Walker's three biggest priorities are fighting crime, finding transportation solutions and improving the management of the city's budget. He says his financial history shouldn't dissuade voters from supporting him.

"I stood up and fought," Walker says. "I paid everybody back. I could have declared bankruptcy ... but I stood up there and paid everybody that I owed. Sure, there were some overzealous attorneys that wanted to sue, but they didn't get paid any faster. I can look myself in the mirror knowing that I paid them."

Asked about the money he owes Melissa Allen and Jennifer Cannon, Walker asked: "If I wrote a check to them today, would you not report that (debt)?"

Told the Weekly would report that he had paid the debt following our inquiries, Walker said: "What I want to do is, I want to stand up and straighten that out."

Walker's most high-profile experience in local politics began in the late '90s, after he purchased the sprawling Foothills home that he defaulted on in 2002.

After he lost the house, Walker's political activities slipped back under the radar screen until he launched his City Council campaign earlier this year to unseat Leal.

A campaign finance report filed one week late with the city shows that Walker had raised only $3,575 as of May 31. By comparison, Leal had raised more than $35,000.

Walker's political strategist, George Gobble, was out of his office last week and did not return a phone call from the Weekly. Gobble, a well-connected consultant who has done work for Congressman Jim Kolbe, is also the strategist for Republican Fred Ronstadt, who is seeking a third term in midtown Ward 6 this November.
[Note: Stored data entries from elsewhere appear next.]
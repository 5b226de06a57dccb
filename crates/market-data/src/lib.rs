//! Ledgerfolio Market Data Crate
//!
//! Provider-agnostic quote and company profile access for the Ledgerfolio
//! engine. The crate defines the [`QuoteProvider`] seam that concrete market
//! data APIs implement, the models they return, and [`StaticQuoteProvider`],
//! an in-memory implementation for offline use and tests.
//!
//! # Core Types
//!
//! - [`Quote`] - Latest price with day change and OHLC reference values
//! - [`CompanyProfile`] - Provider-sourced name, sector and asset type
//! - [`MarketDataError`] - Failure taxonomy for provider calls

pub mod errors;
pub mod models;
pub mod provider;

pub use errors::MarketDataError;
pub use models::{CompanyProfile, Quote};
pub use provider::{QuoteProvider, StaticQuoteProvider};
Walker remains largely unknown to voters. Melissa Allen discovered his new political ambitions when she Googled him after he missed their last court appearance.

When she spotted news reports about his candidacy for the City Council in the local press, her first thought was: "You've got to be kidding me. It can't be the same guy."

But after a moment of reflection, she wasn't all that surprised.

"He's just such a pompous, self-inflated character that it fit," Allen says. "He thinks he's this outstanding guy and he went to court and he was saying, 'I do this and I'm on this council and I'm such an upstanding citizen.' All right, then pay the money that you owe."